**What to produce:** Write down, unchanged, the entries from the first line through the line holding "pub struct TurnTile". Include no other line.

**Working data:**
________
// =============================================================================
// INSTANCES
// =============================================================================

/// A spawned tile.
#[derive(Clone, Copy, Debug, PartialEq, Serialize, Deserialize)]
pub struct TileInstance {
    /// Unique tile id
    pub id: TileId,
    /// Tile category
    pub kind: TileKind,
    /// World-space bounding size
    pub footprint: Vec3,
    /// World-space turn pivot (turn kinds only)
    pub pivot: Option<Vec3>,
    /// World-space turn trigger volume (turn kinds only)
    pub turn_trigger: Option<Aabb>,
    /// Spawn position; the floor surface passes through it
    pub position: Vec3,
    /// Spawn orientation
    pub rotation: Quat,
}

impl TileInstance {
    /// Floor height of this tile.
    #[inline]
    pub fn floor_height(&self) -> f32 {
        self.position.y
    }

    /// World bounds, with the top face on the floor.
    pub fn bounds(&self) -> Aabb {
        let center = self.position - UP * (self.footprint.y * 0.5);
        Aabb::from_center_size(center, self.footprint)
    }
}

/// A spawned blocking obstacle.
#[derive(Clone, Copy, Debug, PartialEq, Serialize, Deserialize)]
pub struct ObstacleInstance {
    /// Unique obstacle id
    pub id: ObstacleId,
    /// Index into the catalog's obstacle list
    pub catalog_index: usize,
    /// Spawn position (on the tile floor)
    pub position: Vec3,
    /// Spawn orientation
    pub rotation: Quat,
    /// World collision box
    pub bounds: Aabb,
}

/// A spawned pickup.
#[derive(Clone, Copy, Debug, PartialEq, Serialize, Deserialize)]
pub struct PickupInstance {
    /// Unique pickup id
    pub id: PickupId,
    /// Pickup kind
    pub kind: PickupKind,
    /// Center of the pickup
    pub position: Vec3,
    /// Contact radius
    pub radius: f32,
}

/// Result of a turn proximity query.
#[derive(Clone, Copy, Debug, PartialEq)]
pub struct TurnTile {
    /// Tile the turn happens on
    pub tile_id: TileId,
    /// Which turns the tile accepts
    pub kind: TileKind,
    /// Point the runner snaps to
    pub pivot: Vec3,
}

// =============================================================================
// GENERATOR
// =============================================================================

/// Owns every live tile, obstacle and pickup and extends the path.
#[derive(Clone, Debug)]
pub struct TrackGenerator {
    catalog: TileCatalog,
    config: TrackConfig,
    seed: u64,
    rng: DeterministicRng,

    tiles: BTreeMap<TileId, TileInstance>,
    obstacles: BTreeMap<ObstacleId, ObstacleInstance>,
    pickups: BTreeMap<PickupId, PickupInstance>,

    cursor_position: Vec3,
    cursor_direction: Vec3,

    next_tile_id: TileId,
    next_obstacle_id: ObstacleId,
    next_pickup_id: PickupId,

    /// Newest straight tile; obstacle and pickup rolls land on it
    last_straight: Option<TileId>,

    /// Tiles in the current run, ahead of the pending turn tile
    run_length: u32,
    /// Straight tiles in the current run
    straight_count: u32,
    initialized: bool,
}
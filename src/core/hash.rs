//! State Hashing
//!
//! Deterministic hashing of track layout and runner state for:
//! - Checking that a re-initialized track matches its first layout
//! - Replay validation

use glam::{Quat, Vec3};
use sha2::{Sha256, Digest};

/// Hash output type (256 bits / 32 bytes)
pub type StateHash = [u8; 32];

/// Deterministic hasher for run state.
///
/// Wraps SHA-256 with helpers for the math types used by the simulation.
/// Floats are hashed by bit pattern, so `0.0` and `-0.0` differ.
pub struct StateHasher {
    hasher: Sha256,
}

impl StateHasher {
    /// Create a new hasher with domain separator.
    pub fn new(domain: &[u8]) -> Self {
        let mut hasher = Sha256::new();
        hasher.update(domain);
        Self { hasher }
    }

    /// Create hasher for a track layout.
    pub fn for_track_layout() -> Self {
        Self::new(b"JUMPING_JACK_TRACK_V1")
    }

    /// Create hasher for full run state.
    pub fn for_run_state() -> Self {
        Self::new(b"JUMPING_JACK_RUN_V1")
    }

    /// Update with a u8 value.
    #[inline]
    pub fn update_u8(&mut self, value: u8) {
        self.hasher.update([value]);
    }

    /// Update with a u32 value (little-endian).
    #[inline]
    pub fn update_u32(&mut self, value: u32) {
        self.hasher.update(value.to_le_bytes());
    }

    /// Update with a u64 value (little-endian).
    #[inline]
    pub fn update_u64(&mut self, value: u64) {
        self.hasher.update(value.to_le_bytes());
    }

    /// Update with an f32 value (bit pattern, little-endian).
    #[inline]
    pub fn update_f32(&mut self, value: f32) {
        self.hasher.update(value.to_bits().to_le_bytes());
    }

    /// Update with a Vec3.
    #[inline]
    pub fn update_vec3(&mut self, value: Vec3) {
        self.update_f32(value.x);
        self.update_f32(value.y);
        self.update_f32(value.z);
    }

    /// Update with a Quat.
    #[inline]
    pub fn update_quat(&mut self, value: Quat) {
        for component in value.to_array() {
            self.update_f32(component);
        }
    }

    /// Update with a boolean.
    #[inline]
    pub fn update_bool(&mut self, value: bool) {
        self.update_u8(value as u8);
    }

    /// Finalize and return the hash.
    pub fn finalize(self) -> StateHash {
        self.hasher.finalize().into()
    }
}

/// Compute state hash for run verification.
///
/// The closure adds the component-specific data after tick and seed.
pub fn compute_state_hash<F>(tick: u32, rng_seed: u64, add_state: F) -> StateHash
where
    F: FnOnce(&mut StateHasher),
{
    let mut hasher = StateHasher::for_run_state();

    hasher.update_u32(tick);
    hasher.update_u64(rng_seed);

    add_state(&mut hasher);

    hasher.finalize()
}
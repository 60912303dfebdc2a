//! Byte-stream transports
//!
//! A [`Port`] is the uniform byte-stream contract the protocol handler talks to.
//! Two variants carry real traffic:
//!
//! - [`SerialLinePort`]: a physical serial line to a real machine
//! - [`BeckerPort`]: DriveWire over TCP, as spoken by emulators
//!
//! [`TransportSelector`] owns one instance of each and forwards every call to
//! whichever is active, so the mode can be switched at runtime without the
//! protocol layer noticing.

pub mod becker;
pub mod memory;
pub mod selector;
pub mod serial;

pub use self::becker::BeckerPort;
pub use self::memory::MemoryPort;
pub use self::selector::TransportSelector;
pub use self::serial::SerialLinePort;

use std::time::Duration;

use crate::core::Result;

/// Byte-stream capability shared by every transport variant
pub trait Port {
    /// Starts the port at the given line speed
    fn begin(&mut self, baud: u32) -> Result<()>;

    /// Stops the port; a stopped port may be started again
    fn end(&mut self);

    /// Waits up to `timeout` for activity, returning true if the port needs handling
    fn poll(&mut self, timeout: Duration) -> Result<bool>;

    /// Number of bytes that can be read without blocking
    fn available(&mut self) -> Result<usize>;

    /// Waits until all written bytes have been transmitted
    fn flush(&mut self) -> Result<()>;

    /// Discards any received but unread bytes
    fn flush_input(&mut self) -> Result<()>;

    /// Reads a single byte, `None` if nothing is available
    fn read_byte(&mut self) -> Result<Option<u8>> {
        let mut byte = [0u8; 1];
        match self.read(&mut byte)? {
            0 => Ok(None),
            _ => Ok(Some(byte[0])),
        }
    }

    /// Reads whatever is available into `buffer`, returning the count
    fn read(&mut self, buffer: &mut [u8]) -> Result<usize>;

    /// Writes a single byte
    fn write_byte(&mut self, byte: u8) -> Result<usize> {
        self.write(&[byte])
    }

    /// Writes the whole buffer, returning the count
    fn write(&mut self, buffer: &[u8]) -> Result<usize>;

    /// Current line speed
    fn baud_rate(&self) -> u32;

    /// Changes the line speed
    fn set_baud_rate(&mut self, baud: u32) -> Result<()>;
}
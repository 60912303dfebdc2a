//! Bus service loop
//!
//! Waits for activity on a transport, assembles command frames and hands the
//! ones addressed to our device to its [`FrameHandler`]. Exactly one exchange
//! runs at a time, on the calling thread.

use std::sync::atomic::{AtomicBool, Ordering};
use std::time::Duration;

use bytes::BytesMut;
use tokio_util::codec::Decoder;
use tracing::{debug, info, trace, warn};

use crate::core::{Config, Error, Result};
use crate::protocol::{CommandFrameCodec, Device, ExchangeOutcome, FrameHandler, COMMAND_FRAME_LEN};
use crate::transport::Port;

/// Serves one device over one transport
pub struct BusService<D: Device, P: Port> {
    handler: FrameHandler<D>,
    transport: P,
    codec: CommandFrameCodec,
    buffer: BytesMut,
    poll_interval: Duration,
}

impl<D: Device, P: Port> BusService<D, P> {
    pub fn new(device: D, transport: P, config: &Config) -> Self {
        BusService {
            handler: FrameHandler::with_timeout(device, config.payload_timeout),
            transport,
            codec: CommandFrameCodec::new(),
            buffer: BytesMut::with_capacity(COMMAND_FRAME_LEN),
            poll_interval: config.poll_interval,
        }
    }

    pub fn transport(&self) -> &P {
        &self.transport
    }

    /// Transport access between exchanges, e.g. to switch variants
    pub fn transport_mut(&mut self) -> &mut P {
        &mut self.transport
    }

    pub fn handler(&self) -> &FrameHandler<D> {
        &self.handler
    }

    pub fn device(&self) -> &D {
        self.handler.device()
    }

    pub fn device_mut(&mut self) -> &mut D {
        self.handler.device_mut()
    }

    /// Runs at most one exchange, waiting up to the poll interval for input
    ///
    /// Returns `None` when no complete frame for this device was handled.
    pub fn service(&mut self) -> Result<Option<ExchangeOutcome>> {
        if self.transport.available()? == 0 && !self.transport.poll(self.poll_interval)? {
            return Ok(None);
        }
        self.fill_frame()?;

        let frame = match self.codec.decode(&mut self.buffer) {
            Ok(Some(frame)) => frame,
            Ok(None) => return Ok(None),
            Err(Error::Protocol(msg)) => {
                warn!("dropping byte: {}", msg);
                return Ok(None);
            }
            Err(e) => return Err(e),
        };

        let device_id = self.handler.device().device_id();
        if frame.device != device_id {
            trace!("ignoring frame for device {:#04x}", frame.device);
            return Ok(None);
        }

        debug!(
            "command {:#04x} aux {:#06x} for device {:#04x}",
            frame.command,
            frame.aux(),
            frame.device
        );
        let outcome = self.handler.process(&frame, &mut self.transport)?;
        Ok(Some(outcome))
    }

    /// Like [`service`](Self::service), but survives transport faults
    ///
    /// A lost connection or failed read/write abandons the current exchange:
    /// partial frame bytes and unread input are discarded and `None` is
    /// returned. Configuration and state errors are still returned.
    pub fn step(&mut self) -> Result<Option<ExchangeOutcome>> {
        match self.service() {
            Err(fault @ (Error::Io(_) | Error::Transport(_) | Error::Serial(_))) => {
                warn!("transport fault, exchange abandoned: {}", fault);
                self.buffer.clear();
                if let Err(e) = self.transport.flush_input() {
                    debug!("flush after fault failed: {}", e);
                }
                Ok(None)
            }
            result => result,
        }
    }

    /// Services the bus until `running` is cleared
    pub fn run(&mut self, running: &AtomicBool) -> Result<()> {
        info!("bus service started");
        while running.load(Ordering::Relaxed) {
            self.step()?;
        }
        info!("bus service stopped");
        Ok(())
    }

    /// Reads no further than the end of the current command frame, so payload
    /// bytes stay on the transport for the handler
    fn fill_frame(&mut self) -> Result<()> {
        let wanted = COMMAND_FRAME_LEN.saturating_sub(self.buffer.len());
        if wanted == 0 {
            return Ok(());
        }
        let mut chunk = [0u8; COMMAND_FRAME_LEN];
        let count = self.transport.read(&mut chunk[..wanted])?;
        self.buffer.extend_from_slice(&chunk[..count]);
        Ok(())
    }
}

#[cfg(all(test, unix))]
mod tests {
    use super::*;
    use crate::core::TransportMode;
    use crate::protocol::{data_frame, CommandFrame, ACK, COMPLETE, NAK};
    use crate::time::{TimeDevice, APETIME_DEVICE_ID, CMD_GET_TZ_TIME, CMD_SET_TZ};
    use crate::transport::{MemoryPort, TransportSelector};
    use std::sync::Arc;
    use std::thread;

    fn fixed_clock() -> i64 {
        1_710_506_096
    }

    fn config() -> Config {
        Config {
            payload_timeout: Duration::from_millis(20),
            poll_interval: Duration::from_millis(1),
            ..Default::default()
        }
    }

    fn service() -> BusService<TimeDevice, TransportSelector<MemoryPort, MemoryPort>> {
        let selector = TransportSelector::with_ports(MemoryPort::new(19200), MemoryPort::new(19200));
        BusService::new(TimeDevice::with_clock(fixed_clock), selector, &config())
    }

    #[test]
    fn test_idle_bus() {
        let mut bus = service();
        assert_eq!(bus.service().unwrap(), None);
    }

    #[test]
    fn test_set_timezone_then_query() {
        let mut bus = service();
        let port = bus.transport_mut().serial_mut();
        port.push_rx(&CommandFrame::new(APETIME_DEVICE_ID, CMD_SET_TZ, 4).to_bytes());
        port.push_rx(&data_frame(b"EST5"));
        port.push_rx(&CommandFrame::new(APETIME_DEVICE_ID, CMD_GET_TZ_TIME, 0).to_bytes());

        assert_eq!(bus.service().unwrap(), Some(ExchangeOutcome::Executed));
        assert_eq!(bus.device().timezone(), Some("EST5"));
        assert_eq!(bus.service().unwrap(), Some(ExchangeOutcome::Executed));

        let tx = bus.transport_mut().serial_mut().take_tx();
        assert_eq!(&tx[..4], &[ACK, COMPLETE, ACK, COMPLETE]);
        assert_eq!(&tx[4..10], &[15, 3, 24, 7, 34, 56]);
    }

    #[test]
    fn test_frames_for_other_devices_ignored() {
        let mut bus = service();
        let port = bus.transport_mut().serial_mut();
        port.push_rx(&CommandFrame::new(0x31, 0x52, 1).to_bytes());

        assert_eq!(bus.service().unwrap(), None);
        assert!(bus.transport().serial().tx().is_empty());
    }

    #[test]
    fn test_noise_is_skipped() {
        let mut bus = service();
        let port = bus.transport_mut().serial_mut();
        port.push_rx(&[0xAA]);
        port.push_rx(&CommandFrame::new(APETIME_DEVICE_ID, 0xFF, 0).to_bytes());

        let mut outcome = None;
        for _ in 0..4 {
            outcome = bus.service().unwrap();
            if outcome.is_some() {
                break;
            }
        }
        assert_eq!(outcome, Some(ExchangeOutcome::UnknownCommand));
        assert_eq!(bus.transport().serial().tx(), &[NAK]);
    }

    #[test]
    fn test_switch_transport_between_exchanges() {
        let mut bus = service();
        bus.transport_mut().begin(57600).unwrap();
        bus.transport_mut().reconfigure(TransportMode::Becker).unwrap();
        assert_eq!(bus.transport().baud_rate(), 57600);

        let query = CommandFrame::new(APETIME_DEVICE_ID, CMD_GET_TZ_TIME, 0).to_bytes();
        bus.transport_mut().becker_mut().push_rx(&query);
        assert_eq!(bus.service().unwrap(), Some(ExchangeOutcome::Executed));

        assert!(bus.transport().serial().tx().is_empty());
        assert_eq!(bus.transport().becker().tx()[0], ACK);
    }

    #[test]
    fn test_run_stops_when_flag_cleared() {
        let mut bus = service();
        let running = AtomicBool::new(false);
        bus.run(&running).unwrap();
    }

    #[test]
    fn test_step_recovers_from_transport_fault() {
        let mut bus = service();
        let query = CommandFrame::new(APETIME_DEVICE_ID, CMD_GET_TZ_TIME, 0).to_bytes();
        let port = bus.transport_mut().serial_mut();
        port.set_fail_writes(true);
        port.push_rx(&query);
        port.push_rx(&query[..2]);

        // The acknowledgement cannot be sent; unread input is discarded
        assert_eq!(bus.step().unwrap(), None);
        assert_eq!(bus.transport().serial().pending_rx(), 0);

        let port = bus.transport_mut().serial_mut();
        port.set_fail_writes(false);
        port.push_rx(&query);
        assert_eq!(bus.step().unwrap(), Some(ExchangeOutcome::Executed));
        assert_eq!(bus.transport().serial().tx()[0], ACK);
    }

    #[test]
    fn test_service_reports_transport_fault() {
        let mut bus = service();
        let port = bus.transport_mut().serial_mut();
        port.set_fail_writes(true);
        port.push_rx(&CommandFrame::new(APETIME_DEVICE_ID, CMD_GET_TZ_TIME, 0).to_bytes());

        assert!(matches!(bus.service(), Err(Error::Transport(_))));
    }

    #[test]
    fn test_run_keeps_serving_after_fault() {
        let mut bus = service();
        let port = bus.transport_mut().serial_mut();
        port.set_fail_writes(true);
        port.push_rx(&CommandFrame::new(APETIME_DEVICE_ID, CMD_GET_TZ_TIME, 0).to_bytes());

        let running = Arc::new(AtomicBool::new(true));
        let flag = Arc::clone(&running);
        let worker = thread::spawn(move || {
            let result = bus.run(&flag);
            (bus, result)
        });

        thread::sleep(Duration::from_millis(50));
        running.store(false, Ordering::Relaxed);
        let (bus, result) = worker.join().unwrap();

        assert!(result.is_ok());
        assert_eq!(bus.transport().serial().pending_rx(), 0);
    }
}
________
**Answer box:**
// =============================================================================
// INSTANCES
// =============================================================================

/// A spawned tile.
#[derive(Clone, Copy, Debug, PartialEq, Serialize, Deserialize)]
pub struct TileInstance {
    /// Unique tile id
    pub id: TileId,
    /// Tile category
    pub kind: TileKind,
    /// World-space bounding size
    pub footprint: Vec3,
    /// World-space turn pivot (turn kinds only)
    pub pivot: Option<Vec3>,
    /// World-space turn trigger volume (turn kinds only)
    pub turn_trigger: Option<Aabb>,
    /// Spawn position; the floor surface passes through it
    pub position: Vec3,
    /// Spawn orientation
    pub rotation: Quat,
}

impl TileInstance {
    /// Floor height of this tile.
    #[inline]
    pub fn floor_height(&self) -> f32 {
        self.position.y
    }

    /// World bounds, with the top face on the floor.
    pub fn bounds(&self) -> Aabb {
        let center = self.position - UP * (self.footprint.y * 0.5);
        Aabb::from_center_size(center, self.footprint)
    }
}

/// A spawned blocking obstacle.
#[derive(Clone, Copy, Debug, PartialEq, Serialize, Deserialize)]
pub struct ObstacleInstance {
    /// Unique obstacle id
    pub id: ObstacleId,
    /// Index into the catalog's obstacle list
    pub catalog_index: usize,
    /// Spawn position (on the tile floor)
    pub position: Vec3,
    /// Spawn orientation
    pub rotation: Quat,
    /// World collision box
    pub bounds: Aabb,
}

/// A spawned pickup.
#[derive(Clone, Copy, Debug, PartialEq, Serialize, Deserialize)]
pub struct PickupInstance {
    /// Unique pickup id
    pub id: PickupId,
    /// Pickup kind
    pub kind: PickupKind,
    /// Center of the pickup
    pub position: Vec3,
    /// Contact radius
    pub radius: f32,
}

/// Result of a turn proximity query.
#[derive(Clone, Copy, Debug, PartialEq)]
pub struct TurnTile {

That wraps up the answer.